··· DATA UNDER STUDY

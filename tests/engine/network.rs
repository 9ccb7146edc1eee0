use super::common::*;
use probekit::protocols::{NetworkExecutor, Payload, ProtocolExecutor};
use std::sync::Arc;
use std::time::Duration;

fn fast_network() -> Arc<dyn ProtocolExecutor> {
    Arc::new(NetworkExecutor::with_limits(2048, Duration::from_millis(200)))
}

#[tokio::test]
async fn banner_and_named_input_readback() {
    let addr = spawn_tcp_banner("HELLO probe-service 1.0\r\n").await;
    let t = template(
        r#"
id: service-banner
tcp:
  - host: ["{{Hostname}}"]
    inputs:
      - data: "ping\n"
        read: 64
        name: reply
    matchers-condition: and
    matchers:
      - type: word
        words: ["HELLO probe-service"]
      - type: word
        part: reply
        words: ["ECHO ping"]
"#,
    );
    let engine = engine_with(quiet_config(), vec![fast_network()]);
    let mut ctx = context(&addr.to_string(), &t);
    let scope = ctx.variables().clone();
    let outcome = engine.run_template(&mut ctx, &t, &scope, None).await.unwrap();

    assert!(outcome.matched, "matched names: {:?}", outcome.matched_names);
    let records = ctx.into_records();
    assert_eq!(records[0].matched_at, addr.to_string());
}

#[tokio::test]
async fn hex_input_is_sent_as_bytes() {
    let addr = spawn_tcp_banner("").await;
    let t = template(
        r#"
id: hex-probe
network:
  - host: ["tcp://{{Hostname}}"]
    inputs:
      - data: "50494e47"
        type: hex
    matchers:
      - type: binary
        binary: ["4543484f2050494e47"]
"#,
    );
    let engine = engine_with(quiet_config(), vec![fast_network()]);
    let mut ctx = context(&addr.to_string(), &t);
    let scope = ctx.variables().clone();
    let outcome = engine.run_template(&mut ctx, &t, &scope, None).await.unwrap();
    assert!(outcome.matched);
}

#[test]
fn compile_rejects_hosts_without_port_and_tls() {
    let t = template(
        r#"
id: bad-hosts
network:
  - host:
      - "{{Host}}"
      - "udp://{{Host}}:161"
"#,
    );
    let ctx = context("http://10.1.2.3", &t);
    let compiled = fast_network().compile(&t.requests[0], ctx.variables());
    assert_eq!(compiled.len(), 2);
    assert!(compiled[0].is_err(), "a host without a port cannot be dialed");
    let udp = compiled[1].as_ref().unwrap();
    match &udp.payload {
        Payload::Network(call) => {
            assert_eq!(call.address, "10.1.2.3:161");
            assert_eq!(call.transport, probekit::Transport::Udp);
        }
        other => panic!("unexpected payload {:?}", other),
    }
}

#[test]
fn tls_hosts_fail_validation() {
    let errors = probekit::load(
        r#"
id: tls-host
network:
  - host: ["tls://{{Hostname}}"]
"#,
    )
    .unwrap_err();
    assert!(
        errors.iter().any(|e| e.to_string().contains("TLS")),
        "got {:?}",
        errors
    );
}

#[tokio::test]
async fn udp_exchange_reaches_ipv6_peers() {
    // Hosts without an IPv6 loopback cannot run this.
    let Ok(socket) = tokio::net::UdpSocket::bind("[::1]:0").await else {
        return;
    };
    let port = socket.local_addr().unwrap().port();
    tokio::spawn(async move {
        let mut buf = [0u8; 512];
        while let Ok((n, peer)) = socket.recv_from(&mut buf).await {
            let mut reply = b"ECHO ".to_vec();
            reply.extend_from_slice(&buf[..n]);
            let _ = socket.send_to(&reply, peer).await;
        }
    });

    let t = template(&format!(
        r#"
id: udp-v6
network:
  - host: ["udp://[::1]:{}"]
    inputs:
      - data: "ping"
    matchers:
      - type: word
        words: ["ECHO ping"]
"#,
        port
    ));
    let engine = engine_with(quiet_config(), vec![fast_network()]);
    let mut ctx = context("http://localhost", &t);
    let scope = ctx.variables().clone();
    let outcome = engine.run_template(&mut ctx, &t, &scope, None).await.unwrap();
    assert!(outcome.matched);
    assert_eq!(ctx.requests_sent(), 1);
}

······

* YOUR INSTRUCTIONS
An exact copy of all the entries above is what is needed.

* REPLY TO THE TASK
filename tests/engine/network.rs
repository 9ccb7146edc1eee0
use super::common::*;
use probekit::protocols::{NetworkExecutor, Payload, ProtocolExecutor};
use std::sync::Arc;
use std::time::Duration;

fn fast_network() -> Arc<dyn ProtocolExecutor> {
    Arc::new(NetworkExecutor::with_limits(2048, Duration::from_millis(200)))
}

#[tokio::test]
async fn banner_and_named_input_readback() {
    let addr = spawn_tcp_banner("HELLO probe-service 1.0\r\n").await;
    let t = template(
        r#"
id: service-banner
tcp:
  - host: ["{{Hostname}}"]
    inputs:
      - data: "ping\n"
        read: 64
        name: reply
    matchers-condition: and
    matchers:
      - type: word
        words: ["HELLO probe-service"]
      - type: word
        part: reply
        words: ["ECHO ping"]
"#,
    );
    let engine = engine_with(quiet_config(), vec![fast_network()]);
    let mut ctx = context(&addr.to_string(), &t);
    let scope = ctx.variables().clone();
    let outcome = engine.run_template(&mut ctx, &t, &scope, None).await.unwrap();

    assert!(outcome.matched, "matched names: {:?}", outcome.matched_names);
    let records = ctx.into_records();
    assert_eq!(records[0].matched_at, addr.to_string());
}

#[tokio::test]
async fn hex_input_is_sent_as_bytes() {
    let addr = spawn_tcp_banner("").await;
    let t = template(
        r#"
id: hex-probe
network:
  - host: ["tcp://{{Hostname}}"]
    inputs:
      - data: "50494e47"
        type: hex
    matchers:
      - type: binary
        binary: ["4543484f2050494e47"]
"#,
    );
    let engine = engine_with(quiet_config(), vec![fast_network()]);
    let mut ctx = context(&addr.to_string(), &t);
    let scope = ctx.variables().clone();
    let outcome = engine.run_template(&mut ctx, &t, &scope, None).await.unwrap();
    assert!(outcome.matched);
}

#[test]
fn compile_rejects_hosts_without_port_and_tls() {
    let t = template(
        r#"
id: bad-hosts
network:
  - host:
      - "{{Host}}"
      - "udp://{{Host}}:161"
"#,
    );
    let ctx = context("http://10.1.2.3", &t);
    let compiled = fast_network().compile(&t.requests[0], ctx.variables());
    assert_eq!(compiled.len(), 2);
    assert!(compiled[0].is_err(), "a host without a port cannot be dialed");
    let udp = compiled[1].as_ref().unwrap();
    match &udp.payload {
        Payload::Network(call) => {
            assert_eq!(call.address, "10.1.2.3:161");
            assert_eq!(call.transport, probekit::Transport::Udp);
        }
        other => panic!("unexpected payload {:?}", other),
    }
}

#[test]
fn tls_hosts_fail_validation() {
    let errors = probekit::load(
        r#"
id: tls-host
network:
  - host: ["tls://{{Hostname}}"]
"#,
    )
    .unwrap_err();
    assert!(
        errors.iter().any(|e| e.to_string().contains("TLS")),
        "got {:?}",
        errors
    );
}

#[tokio::test]
async fn udp_exchange_reaches_ipv6_peers() {
    // Hosts without an IPv6 loopback cannot run this.
    let Ok(socket) = tokio::net::UdpSocket::bind("[::1]:0").await else {
        return;
    };
    let port = socket.local_addr().unwrap().port();
    tokio::spawn(async move {
        let mut buf = [0u8; 512];
        while let Ok((n, peer)) = socket.recv_from(&mut buf).await {
            let mut reply = b"ECHO ".to_vec();
            reply.extend_from_slice(&buf[..n]);
            let _ = socket.send_to(&reply, peer).await;
        }
    });

    let t = template(&format!(
        r#"
id: udp-v6
network:
  - host: ["udp://[::1]:{}"]
    inputs:
      - data: "ping"
    matchers:
      - type: word
        words: ["ECHO ping"]
"#,
        port
    ));
    let engine = engine_with(quiet_config(), vec![fast_network()]);
    let mut ctx = context("http://localhost", &t);
    let scope = ctx.variables().clone();
    let outcome = engine.run_template(&mut ctx, &t, &scope, None).await.unwrap();
    assert!(outcome.matched);
    assert_eq!(ctx.requests_sent(), 1);
}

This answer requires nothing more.